BEGIN Listed records

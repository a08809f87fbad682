//! Full-surface dimming layer behind the action list

use ratatui::{buffer::Buffer, layout::Rect, style::Color};

/// Assumed terminal colors for cells that still carry `Color::Reset`
const DEFAULT_BACKGROUND: (u8, u8, u8) = (0, 0, 0);
const DEFAULT_FOREGROUND: (u8, u8, u8) = (229, 229, 229);

#[derive(Debug, Clone, PartialEq)]
pub struct Backdrop {
    frame: Rect,
    opacity: f64,
}

impl Backdrop {
    /// A backdrop covering `frame`, initially transparent
    pub fn new(frame: Rect) -> Self {
        Self {
            frame,
            opacity: 0.0,
        }
    }

    pub fn frame(&self) -> Rect {
        self.frame
    }

    pub fn set_frame(&mut self, frame: Rect) {
        self.frame = frame;
    }

    pub fn opacity(&self) -> f64 {
        self.opacity
    }

    pub fn set_opacity(&mut self, opacity: f64) {
        self.opacity = opacity;
    }

    pub fn contains(&self, column: u16, row: u16) -> bool {
        contains(self.frame, column, row)
    }

    /// Blend every covered cell toward `color` by `alpha * opacity`
    pub fn render(&self, color: Color, alpha: f64, buf: &mut Buffer) {
        let amount = alpha * self.opacity;
        if amount <= 0.0 {
            return;
        }

        let area = self.frame.intersection(buf.area);
        for y in area.top()..area.bottom() {
            for x in area.left()..area.right() {
                let cell = buf.get_mut(x, y);
                cell.bg = blend(cell.bg, DEFAULT_BACKGROUND, color, amount);
                cell.fg = blend(cell.fg, DEFAULT_FOREGROUND, color, amount);
            }
        }
    }
}

pub(crate) fn contains(rect: Rect, column: u16, row: u16) -> bool {
    column >= rect.left() && column < rect.right() && row >= rect.top() && row < rect.bottom()
}

/// Mix `base` toward `overlay` by `amount`.
///
/// `fallback` stands in for `base` when it is `Color::Reset`. Channels
/// saturate, so amounts outside `0.0..=1.0` are not an error.
pub fn blend(base: Color, fallback: (u8, u8, u8), overlay: Color, amount: f64) -> Color {
    let (br, bg, bb) = rgb(base).unwrap_or(fallback);
    let (or, og, ob) = rgb(overlay).unwrap_or(fallback);
    let mix = |from: u8, to: u8| (f64::from(from) + (f64::from(to) - f64::from(from)) * amount) as u8;
    Color::Rgb(mix(br, or), mix(bg, og), mix(bb, ob))
}

/// Approximate RGB value of a terminal color
fn rgb(color: Color) -> Option<(u8, u8, u8)> {
    let value = match color {
        Color::Reset => return None,
        Color::Rgb(r, g, b) => (r, g, b),
        Color::Black => (0, 0, 0),
        Color::Red => (205, 0, 0),
        Color::Green => (0, 205, 0),
        Color::Yellow => (205, 205, 0),
        Color::Blue => (0, 0, 238),
        Color::Magenta => (205, 0, 205),
        Color::Cyan => (0, 205, 205),
        Color::Gray => (229, 229, 229),
        Color::DarkGray => (127, 127, 127),
        Color::LightRed => (255, 0, 0),
        Color::LightGreen => (0, 255, 0),
        Color::LightYellow => (255, 255, 0),
        Color::LightBlue => (92, 92, 255),
        Color::LightMagenta => (255, 0, 255),
        Color::LightCyan => (0, 255, 255),
        Color::White => (255, 255, 255),
        Color::Indexed(index) => return indexed_rgb(index),
    };
    Some(value)
}

/// xterm 256-color palette
fn indexed_rgb(index: u8) -> Option<(u8, u8, u8)> {
    const ANSI: [Color; 16] = [
        Color::Black,
        Color::Red,
        Color::Green,
        Color::Yellow,
        Color::Blue,
        Color::Magenta,
        Color::Cyan,
        Color::Gray,
        Color::DarkGray,
        Color::LightRed,
        Color::LightGreen,
        Color::LightYellow,
        Color::LightBlue,
        Color::LightMagenta,
        Color::LightCyan,
        Color::White,
    ];

    match index {
        0..=15 => rgb(ANSI[index as usize]),
        16..=231 => {
            let level = |n: u8| if n == 0 { 0 } else { 55 + n * 40 };
            let n = index - 16;
            Some((level(n / 36), level((n / 6) % 6), level(n % 6)))
        }
        _ => {
            let gray = 8 + (index - 232) * 10;
            Some((gray, gray, gray))
        }
    }
}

END Listed records

**Exercise:** If a line in the material holds "fallback", copy it.

**Written response:**
/// `fallback` stands in for `base` when it is `Color::Reset`. Channels
pub fn blend(base: Color, fallback: (u8, u8, u8), overlay: Color, amount: f64) -> Color {
    let (br, bg, bb) = rgb(base).unwrap_or(fallback);
    let (or, og, ob) = rgb(overlay).unwrap_or(fallback);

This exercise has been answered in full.